(Stored items)
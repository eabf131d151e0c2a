//! UTCTiming clock synchronisation for dynamic presentations: one HTTP request against the
//! first supported scheme, yielding the offset between the server's wall clock and ours.

use chrono::{DateTime, Utc};
use tracing::{debug, warn};

use crate::fetch::HttpClient;
use crate::mpd;

/// Resolve the clock offset in milliseconds (`server_now - local_now`). Failures and
/// unrecognized schemes are logged and yield 0, never an error: a skewed clock degrades the
/// live-edge estimate but must not stop the ingest.
pub async fn fetch_clock_offset_ms(client: &HttpClient, timings: &[mpd::UTCTiming]) -> i64 {
    for timing in timings {
        let scheme = timing.schemeIdUri.as_deref().unwrap_or_default();
        let value = timing.value.as_deref().unwrap_or_default();
        debug!(scheme, value, "attempting UTCTiming synchronisation");
        let server_now = match scheme {
            "urn:mpeg:dash:utc:http-head:2014" | "urn:mpeg:dash:utc:http-head:2012" => {
                http_head_date(client, value).await
            }
            "urn:mpeg:dash:utc:http-xsdate:2014"
            | "urn:mpeg:dash:utc:http-xsdate:2012"
            | "urn:mpeg:dash:utc:http-iso:2014"
            | "urn:mpeg:dash:utc:http-iso:2012" => http_body_date(client, value).await,
            "urn:mpeg:dash:utc:direct:2014" | "urn:mpeg:dash:utc:direct:2012" => parse_date(value),
            other => {
                warn!(scheme = other, "unrecognized UTCTiming scheme");
                continue;
            }
        };
        if let Some(date) = server_now {
            let offset = date.timestamp_millis() - Utc::now().timestamp_millis();
            debug!(offset_ms = offset, "clock offset established");
            return offset;
        }
    }
    0
}

async fn http_head_date(client: &HttpClient, url: &str) -> Option<DateTime<Utc>> {
    let response = match client.head(url).send().await {
        Ok(r) => r,
        Err(e) => {
            warn!(url, error = %e, "UTCTiming HEAD request failed");
            return None;
        }
    };
    let header = response.headers().get(reqwest::header::DATE)?.to_str().ok()?;
    match DateTime::parse_from_rfc2822(header) {
        Ok(date) => Some(date.with_timezone(&Utc)),
        Err(e) => {
            warn!(header, error = %e, "unparseable Date header from UTCTiming source");
            None
        }
    }
}

async fn http_body_date(client: &HttpClient, url: &str) -> Option<DateTime<Utc>> {
    let text = match client.get(url).send().await {
        Ok(r) => match r.text().await {
            Ok(t) => t,
            Err(e) => {
                warn!(url, error = %e, "reading UTCTiming response failed");
                return None;
            }
        },
        Err(e) => {
            warn!(url, error = %e, "UTCTiming GET request failed");
            return None;
        }
    };
    parse_date(text.trim())
}

fn parse_date(s: &str) -> Option<DateTime<Utc>> {
    match crate::mpd::parse_xs_datetime(s) {
        Ok(date) => Some(date),
        Err(e) => {
            warn!(value = s, error = %e, "unparseable UTCTiming date");
            None
        }
    }
}

#[cfg(test)]
mod tests {
    use super::*;

    #[tokio::test]
    async fn test_direct_scheme() {
        let client = crate::fetch::default_client().unwrap();
        let now = Utc::now();
        let timing = mpd::UTCTiming {
            schemeIdUri: Some("urn:mpeg:dash:utc:direct:2014".to_string()),
            value: Some(now.to_rfc3339()),
        };
        let offset = fetch_clock_offset_ms(&client, &[timing]).await;
        assert!(offset.abs() < 2_000);
    }

    #[tokio::test]
    async fn test_unrecognized_scheme_yields_zero() {
        let client = crate::fetch::default_client().unwrap();
        let timing = mpd::UTCTiming {
            schemeIdUri: Some("urn:mpeg:dash:utc:ntp:2014".to_string()),
            value: Some("ntp.example.com".to_string()),
        };
        assert_eq!(fetch_clock_offset_ms(&client, &[timing]).await, 0);
    }
}
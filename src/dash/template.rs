//! `$identifier$` substitution for SegmentTemplate URI templates.
//
// From https://dashif.org/docs/DASH-IF-IOP-v4.3.pdf: "only %0[width]d is permitted and no other
// identifiers" -- though real-world templates also use the o/x/X radix letters, so those are
// accepted too. Instead of pulling in a printf reimplementation we expand the format directly.
//
// Example template: "$RepresentationID$/$Number%06d$.m4s"

use std::sync::LazyLock;

use regex::{Captures, Regex};
use tracing::warn;

static TEMPLATE_REGEX: LazyLock<Regex> = LazyLock::new(|| {
    Regex::new(r"\$(RepresentationID|Number|Bandwidth|Time|)(?:%0(\d+)([diuoxX]))?\$").unwrap()
});

/// The values available for substitution. `None` values leave the token in place (with a
/// warning), which callers surface as a malformed-URL fetch error rather than a parse failure.
#[derive(Debug, Default, Clone)]
pub struct TemplateValues<'a> {
    pub representation_id: Option<&'a str>,
    pub number: Option<u64>,
    pub bandwidth: Option<u64>,
    pub time: Option<u64>,
}

/// Expand every `$...$` token in `template`. `$$` is an escaped dollar sign.
pub fn fill(template: &str, values: &TemplateValues) -> String {
    TEMPLATE_REGEX
        .replace_all(template, |caps: &Captures| {
            let token = caps.get(1).map(|m| m.as_str()).unwrap_or_default();
            if token.is_empty() {
                // "$$" escape
                return "$".to_string();
            }
            let width: Option<usize> = caps.get(2).map(|m| m.as_str().parse().unwrap());
            let radix = caps.get(3).map(|m| m.as_str()).unwrap_or("d");

            if token == "RepresentationID" {
                if width.is_some() {
                    warn!("RepresentationID does not accept a width specifier; ignoring it");
                }
                return match values.representation_id {
                    Some(id) => id.to_string(),
                    None => preserve(caps),
                };
            }

            let value = match token {
                "Number" => values.number,
                "Bandwidth" => values.bandwidth,
                "Time" => values.time,
                _ => None,
            };
            let Some(value) = value else {
                return preserve(caps);
            };

            let digits = match radix {
                "o" => format!("{value:o}"),
                "x" => format!("{value:x}"),
                "X" => format!("{value:X}"),
                // d, i, u are all plain decimal
                _ => format!("{value}"),
            };
            match width {
                Some(w) => format!("{digits:0>w$}"),
                None => digits,
            }
        })
        .to_string()
}

fn preserve(caps: &Captures) -> String {
    let literal = caps.get(0).unwrap().as_str();
    warn!(token = literal, "no substitution available for template token");
    literal.to_string()
}

#[cfg(test)]
mod tests {
    use super::*;

    fn values() -> TemplateValues<'static> {
        TemplateValues {
            representation_id: Some("r1"),
            number: Some(7),
            bandwidth: Some(1000),
            time: Some(3600),
        }
    }

    #[test]
    fn test_fill() {
        assert_eq!(fill("$Number%05d$-$Time$.m4s", &values()), "00007-3600.m4s");
        assert_eq!(
            fill("$RepresentationID$/seg_$Number$.m4s", &values()),
            "r1/seg_7.m4s"
        );
        assert_eq!(fill("$Bandwidth$/x", &values()), "1000/x");
    }

    #[test]
    fn test_radix_letters() {
        let v = TemplateValues {
            number: Some(255),
            ..Default::default()
        };
        assert_eq!(fill("$Number%02x$", &v), "ff");
        assert_eq!(fill("$Number%04X$", &v), "00FF");
        assert_eq!(fill("$Number%04o$", &v), "0377");
        assert_eq!(fill("$Number%04u$", &v), "0255");
    }

    #[test]
    fn test_missing_value_preserves_token() {
        let v = TemplateValues::default();
        assert_eq!(fill("seg_$Number$.m4s", &v), "seg_$Number$.m4s");
    }

    #[test]
    fn test_representation_id_rejects_width() {
        assert_eq!(fill("$RepresentationID%05d$.m4s", &values()), "r1.m4s");
    }

    #[test]
    fn test_dollar_escape() {
        assert_eq!(fill("a$$b", &values()), "a$b");
    }
}
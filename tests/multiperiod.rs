// Tests for combining streams across periods into variants.

pub mod common;

use common::{parse_into_service, setup_logging};

const TWO_PERIODS: &str = r#"<MPD type="static" mediaPresentationDuration="PT60S">
  <Period id="p0" start="PT0S">
    <AdaptationSet contentType="audio" mimeType="audio/mp4" lang="en">
      <SegmentTemplate media="p0/a_$Number$.m4s" timescale="1" duration="6"/>
      <Representation id="a-en" bandwidth="128000" codecs="mp4a.40.2"/>
    </AdaptationSet>
    <AdaptationSet contentType="audio" mimeType="audio/mp4" lang="de">
      <SegmentTemplate media="p0/ad_$Number$.m4s" timescale="1" duration="6"/>
      <Representation id="a-de" bandwidth="128000" codecs="mp4a.40.2"/>
    </AdaptationSet>
    <AdaptationSet contentType="video" mimeType="video/mp4">
      <SegmentTemplate media="p0/v_$Number$.m4s" timescale="1" duration="6"/>
      <Representation id="v1" bandwidth="2000000" codecs="avc1.64001f" width="1280" height="720"/>
    </AdaptationSet>
  </Period>
  <Period id="p1" start="PT30S">
    <AdaptationSet contentType="audio" mimeType="audio/mp4" lang="de">
      <SegmentTemplate media="p1/ad_$Number$.m4s" timescale="1" duration="6"/>
      <Representation id="a-de" bandwidth="128000" codecs="mp4a.40.2"/>
    </AdaptationSet>
    <AdaptationSet contentType="audio" mimeType="audio/mp4" lang="en">
      <SegmentTemplate media="p1/a_$Number$.m4s" timescale="1" duration="6"/>
      <Representation id="a-en" bandwidth="128000" codecs="mp4a.40.2"/>
    </AdaptationSet>
    <AdaptationSet contentType="video" mimeType="video/mp4">
      <SegmentTemplate media="p1/v_$Number$.m4s" timescale="1" duration="6"/>
      <Representation id="v1" bandwidth="2000000" codecs="avc1.64001f" width="1280" height="720"/>
    </AdaptationSet>
  </Period>
</MPD>"#;

#[tokio::test]
async fn test_variants_splice_across_periods() -> anyhow::Result<()> {
    setup_logging();
    let service = parse_into_service(TWO_PERIODS).await?;
    let presentation = service.presentation().unwrap();

    // one variant per audio language
    assert_eq!(presentation.variants.len(), 2);
    let en = presentation
        .variants
        .iter()
        .find(|v| v.language == "en")
        .expect("an English variant");
    assert_eq!(
        en.audio.members,
        vec![
            ("p0".to_string(), "a-en".to_string()),
            ("p1".to_string(), "a-en".to_string()),
        ]
    );
    assert_eq!(en.video.members.len(), 2);
    assert_eq!(en.bandwidth, 2_128_000);
    Ok(())
}

#[tokio::test]
async fn test_second_period_references_are_time_shifted() -> anyhow::Result<()> {
    setup_logging();
    let mut service = parse_into_service(TWO_PERIODS).await?;
    let client = service.client().clone();

    let key = ("p1".to_string(), "a-en".to_string());
    let stream = service.streams_mut().get_mut(&key).unwrap();
    stream.create_segment_index(&client).await?;
    let index = stream.segment_index.as_ref().unwrap();

    // 30 s period, 6 s segments, shifted by the period start
    assert_eq!(index.len(), 5);
    assert_eq!(index.get(0).unwrap().start_time, 30.0);
    assert_eq!(index.references().last().unwrap().end_time, 60.0);
    assert!(index
        .get(0)
        .unwrap()
        .uris()[0]
        .as_str()
        .ends_with("p1/a_1.m4s"));
    Ok(())
}
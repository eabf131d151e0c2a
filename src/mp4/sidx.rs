//! Parser for the ISO-BMFF `sidx` (Segment Index) box, yielding one `SegmentReference` per
//! subsegment. Byte ranges are anchored at the first byte after the sidx box, offset by the
//! declared `first_offset`.

use std::cell::RefCell;
use std::rc::Rc;
use std::sync::Arc;

use url::Url;

use crate::media::segment::{InitSegmentReference, SegmentReference};
use crate::mp4::{Mp4Parser, ParsedBox};
use crate::reader::Reader;
use crate::{Error, Result};

/// Everything the sidx references need beyond the raw box: where the box sits in the remote
/// resource, which URIs serve the media, the init segment, and the period's timestamp offset.
#[derive(Clone)]
pub struct SidxContext {
    pub sidx_offset: u64,
    pub uris: Vec<Url>,
    pub init_segment: Option<Arc<InitSegmentReference>>,
    pub timestamp_offset: f64,
    pub append_window_start: f64,
    pub append_window_end: f64,
}

/// Locate and parse the `sidx` box in `data`. Fails with `MP4_SIDX_WRONG_BOX_TYPE` when the
/// buffer holds no sidx box at all.
pub fn parse(data: &[u8], context: &SidxContext) -> Result<Vec<SegmentReference>> {
    let result: Rc<RefCell<Option<Result<Vec<SegmentReference>>>>> = Rc::default();
    let result_cb = Rc::clone(&result);
    let ctx = context.clone();
    Mp4Parser::new()
        .full_box("sidx", move |parsed: &mut ParsedBox| {
            let refs = parse_sidx(parsed, &ctx);
            *result_cb.borrow_mut() = Some(refs);
            parsed.parser.stop();
            Ok(())
        })
        .parse(data, false)?;

    match Rc::try_unwrap(result).map(RefCell::into_inner).unwrap_or(None) {
        Some(parsed) => parsed,
        None => {
            let leading = data.get(4..8).map(|b| String::from_utf8_lossy(b).into_owned());
            Err(Error::SidxWrongBoxType(leading.unwrap_or_default()))
        }
    }
}

fn parse_sidx(parsed: &mut ParsedBox, context: &SidxContext) -> Result<Vec<SegmentReference>> {
    let version = parsed.version.unwrap_or(0);
    parse_references(&mut parsed.reader, version, parsed.size, context)
}

/// Parse the sidx payload. `box_size` is the declared size of the whole box: the media byte
/// ranges start at `sidx_offset + box_size + first_offset`.
pub fn parse_references(
    reader: &mut Reader,
    version: u8,
    box_size: u64,
    context: &SidxContext,
) -> Result<Vec<SegmentReference>> {
    reader.skip(4)?; // reference_ID

    let timescale = reader.read_u32()?;
    if timescale == 0 {
        return Err(Error::SidxInvalidTimescale);
    }

    let (earliest_presentation_time, first_offset) = if version == 0 {
        (reader.read_u32()? as u64, reader.read_u32()? as u64)
    } else {
        (reader.read_u64()?, reader.read_u64()?)
    };

    reader.skip(2)?; // reserved
    let reference_count = reader.read_u16()?;

    let timescale = timescale as f64;
    let mut unscaled_start = earliest_presentation_time;
    let mut start_byte = context.sidx_offset + box_size + first_offset;
    let mut references = Vec::with_capacity(reference_count as usize);

    for _ in 0..reference_count {
        // 1 bit reference_type, 31 bits referenced_size
        let chunk = reader.read_u32()?;
        let reference_type = chunk >> 31;
        let reference_size = (chunk & 0x7FFF_FFFF) as u64;

        let subsegment_duration = reader.read_u32()? as u64;

        // starts_with_SAP / SAP_type / SAP_delta_time
        reader.skip(4)?;

        // a reference_type of 1 points at another sidx (hierarchical index)
        if reference_type == 1 {
            return Err(Error::SidxTypeNotSupported);
        }

        references.push(SegmentReference::new(
            unscaled_start as f64 / timescale + context.timestamp_offset,
            (unscaled_start + subsegment_duration) as f64 / timescale + context.timestamp_offset,
            context.uris.clone(),
            start_byte,
            Some(start_byte + reference_size - 1),
            context.init_segment.clone(),
            context.timestamp_offset,
            context.append_window_start,
            context.append_window_end,
        ));

        unscaled_start += subsegment_duration;
        start_byte += reference_size;
    }

    Ok(references)
}
//! A registry-driven ISO-BMFF box walker. Callers register per-FourCC callbacks as either "basic
//! box" or "full box" (version + flags) handlers; the walker reads box headers, hands each
//! matching callback a bounds-checked reader over the box payload, and skips unknown boxes.
//
// The walker mirrors the classic streaming-player design: handlers are registered once, the
// parser is cheap to clone, and `children` / `sample_description` / `all_data` are reusable
// payload callbacks for the standard container layouts.

pub mod pssh;
pub mod sidx;

use std::cell::{Cell, RefCell};
use std::collections::HashMap;
use std::rc::Rc;

use crate::reader::Reader;
use crate::Result;

/// The big-endian 32-bit code for a four-character ASCII box name.
pub fn box_name_to_type(name: &str) -> u32 {
    let bytes = name.as_bytes();
    assert_eq!(bytes.len(), 4, "box names are exactly four characters");
    u32::from_be_bytes([bytes[0], bytes[1], bytes[2], bytes[3]])
}

/// The printable name of a box type, for diagnostics.
pub fn box_type_to_name(box_type: u32) -> String {
    box_type
        .to_be_bytes()
        .iter()
        .map(|b| {
            if b.is_ascii_graphic() {
                *b as char
            } else {
                '?'
            }
        })
        .collect()
}

#[derive(Clone, Copy, PartialEq, Eq)]
enum BoxKind {
    Basic,
    Full,
}

type Callback = Rc<RefCell<dyn FnMut(&mut ParsedBox) -> Result<()>>>;

/// One parsed box, handed to a registered callback. `reader` covers the box payload only;
/// `size`, `start` and `header_size` support byte-range arithmetic relative to the original
/// buffer (the SIDX parser computes its first media byte from them).
pub struct ParsedBox<'a> {
    pub parser: Mp4Parser,
    /// Full-box version, `None` for basic boxes.
    pub version: Option<u8>,
    /// Full-box flags (24 bits), `None` for basic boxes.
    pub flags: Option<u32>,
    pub reader: Reader<'a>,
    /// The declared size of the box, header included.
    pub size: u64,
    /// Absolute offset of the box start within the outermost parsed buffer.
    pub start: u64,
    /// 8, 12, 16 or 20 bytes depending on 64-bit size and full-box fields.
    pub header_size: u64,
    /// The whole box, header included, for callers that re-emit boxes verbatim.
    full_data: &'a [u8],
    stop_on_partial: bool,
}

impl<'a> ParsedBox<'a> {
    pub fn full_data(&self) -> &'a [u8] {
        self.full_data
    }
}

#[derive(Clone, Default)]
pub struct Mp4Parser {
    handlers: Rc<RefCell<HashMap<u32, (BoxKind, Callback)>>>,
    done: Rc<Cell<bool>>,
}

impl Mp4Parser {
    pub fn new() -> Self {
        Mp4Parser::default()
    }

    /// Register a callback for a box without version/flags fields.
    pub fn basic_box<F>(self, name: &str, callback: F) -> Self
    where
        F: FnMut(&mut ParsedBox) -> Result<()> + 'static,
    {
        self.handlers.borrow_mut().insert(
            box_name_to_type(name),
            (BoxKind::Basic, Rc::new(RefCell::new(callback))),
        );
        self
    }

    /// Register a callback for a full box; the walker consumes the version/flags word before
    /// handing over the payload.
    pub fn full_box<F>(self, name: &str, callback: F) -> Self
    where
        F: FnMut(&mut ParsedBox) -> Result<()> + 'static,
    {
        self.handlers.borrow_mut().insert(
            box_name_to_type(name),
            (BoxKind::Full, Rc::new(RefCell::new(callback))),
        );
        self
    }

    /// Halt the walk. Used by callbacks to short-circuit a search once the target box has been
    /// handled.
    pub fn stop(&self) {
        self.done.set(true);
    }

    pub fn stopped(&self) -> bool {
        self.done.get()
    }

    /// Walk the top-level boxes of `data`. With `stop_on_partial`, a truncated box header ends
    /// the walk cleanly instead of failing with `BUFFER_READ_OUT_OF_BOUNDS`.
    pub fn parse(&self, data: &[u8], stop_on_partial: bool) -> Result<()> {
        self.done.set(false);
        let mut reader = Reader::big_endian(data);
        while reader.has_more() && !self.done.get() {
            self.parse_next(0, &mut reader, stop_on_partial)?;
        }
        Ok(())
    }

    /// Parse a single box at the reader's position. `abs_start` is the absolute offset of the
    /// reader's origin within the outermost buffer.
    pub fn parse_next(
        &self,
        abs_start: u64,
        reader: &mut Reader,
        stop_on_partial: bool,
    ) -> Result<()> {
        let start = reader.position();
        if !self.has_enough(reader, 8, stop_on_partial)? {
            return Ok(());
        }
        let mut size = reader.read_u32()? as u64;
        let box_type = reader.read_u32()?;
        match size {
            0 => {
                // box extends to the end of the buffer
                size = (reader.len() - start) as u64;
            }
            1 => {
                if !self.has_enough(reader, 8, stop_on_partial)? {
                    return Ok(());
                }
                size = reader.read_u64()?;
            }
            _ => {}
        }

        let entry = self
            .handlers
            .borrow()
            .get(&box_type)
            .map(|(kind, cb)| (*kind, Rc::clone(cb)));
        // malformed sizes are clamped to the buffer
        let end = ((start as u64).saturating_add(size) as usize).min(reader.len());
        match entry {
            Some((kind, callback)) => {
                let (version, flags) = if kind == BoxKind::Full {
                    if !self.has_enough(reader, 4, stop_on_partial)? {
                        return Ok(());
                    }
                    let word = reader.read_u32()?;
                    (Some((word >> 24) as u8), Some(word & 0x00FF_FFFF))
                } else {
                    (None, None)
                };
                let header_size = (reader.position() - start) as u64;
                let payload_len = end.saturating_sub(reader.position());
                let mut cloned = reader.clone();
                cloned.seek(start)?;
                let full_data = cloned.read_bytes(end - start)?;
                let payload = reader.read_bytes(payload_len)?;
                let mut parsed = ParsedBox {
                    parser: self.clone(),
                    version,
                    flags,
                    reader: Reader::big_endian(payload),
                    size,
                    start: abs_start + start as u64,
                    header_size,
                    full_data,
                    stop_on_partial,
                };
                callback.borrow_mut()(&mut parsed)?;
            }
            None => {
                // never move backwards, even for nonsense sizes
                reader.seek(end.max(reader.position()))?;
            }
        }
        Ok(())
    }

    fn has_enough(&self, reader: &mut Reader, n: usize, stop_on_partial: bool) -> Result<bool> {
        if reader.remaining() >= n {
            return Ok(true);
        }
        if stop_on_partial {
            let len = reader.len();
            reader.seek(len)?;
            self.done.set(true);
            return Ok(false);
        }
        // let the following read produce the out-of-bounds error
        Ok(true)
    }
}

/// Payload callback that recursively walks the child boxes of a container until the payload is
/// exhausted or the parser is stopped.
pub fn children(parsed: &mut ParsedBox) -> Result<()> {
    let base = parsed.start + parsed.header_size;
    while parsed.reader.has_more() && !parsed.parser.stopped() {
        let parser = parsed.parser.clone();
        parser.parse_next(base, &mut parsed.reader, parsed.stop_on_partial)?;
    }
    Ok(())
}

/// Payload callback for `stsd`-style boxes: a leading `u32` entry count followed by that many
/// child boxes.
pub fn sample_description(parsed: &mut ParsedBox) -> Result<()> {
    let base = parsed.start + parsed.header_size;
    let count = parsed.reader.read_u32()?;
    for _ in 0..count {
        if parsed.parser.stopped() {
            break;
        }
        let parser = parsed.parser.clone();
        parser.parse_next(base, &mut parsed.reader, parsed.stop_on_partial)?;
    }
    Ok(())
}

/// Wrap a `&[u8]` callback as a payload callback receiving the entire remaining payload.
pub fn all_data<F>(mut callback: F) -> impl FnMut(&mut ParsedBox) -> Result<()>
where
    F: FnMut(&[u8]) -> Result<()> + 'static,
{
    move |parsed: &mut ParsedBox| {
        let n = parsed.reader.remaining();
        let data = parsed.reader.read_bytes(n)?;
        callback(data)
    }
}

#[cfg(test)]
pub(crate) mod test_util {
    /// Assemble a box from a name and payload fragments, computing the size field.
    pub fn make_box(name: &str, payload: &[&[u8]]) -> Vec<u8> {
        let body_len: usize = payload.iter().map(|p| p.len()).sum();
        let mut out = Vec::with_capacity(8 + body_len);
        out.extend_from_slice(&((8 + body_len) as u32).to_be_bytes());
        out.extend_from_slice(name.as_bytes());
        for p in payload {
            out.extend_from_slice(p);
        }
        out
    }

    /// Assemble a full box (version + flags) from a name and payload fragments.
    pub fn make_full_box(name: &str, version: u8, flags: u32, payload: &[&[u8]]) -> Vec<u8> {
        let body_len: usize = payload.iter().map(|p| p.len()).sum();
        let mut out = Vec::with_capacity(12 + body_len);
        out.extend_from_slice(&((12 + body_len) as u32).to_be_bytes());
        out.extend_from_slice(name.as_bytes());
        out.push(version);
        out.extend_from_slice(&flags.to_be_bytes()[1..]);
        for p in payload {
            out.extend_from_slice(p);
        }
        out
    }
}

Work item: If a line of the records above holds the word "leading", show it.

Solved problem:
            let leading = data.get(4..8).map(|b| String::from_utf8_lossy(b).into_owned());
            Err(Error::SidxWrongBoxType(leading.unwrap_or_default()))
/// Payload callback for `stsd`-style boxes: a leading `u32` entry count followed by that many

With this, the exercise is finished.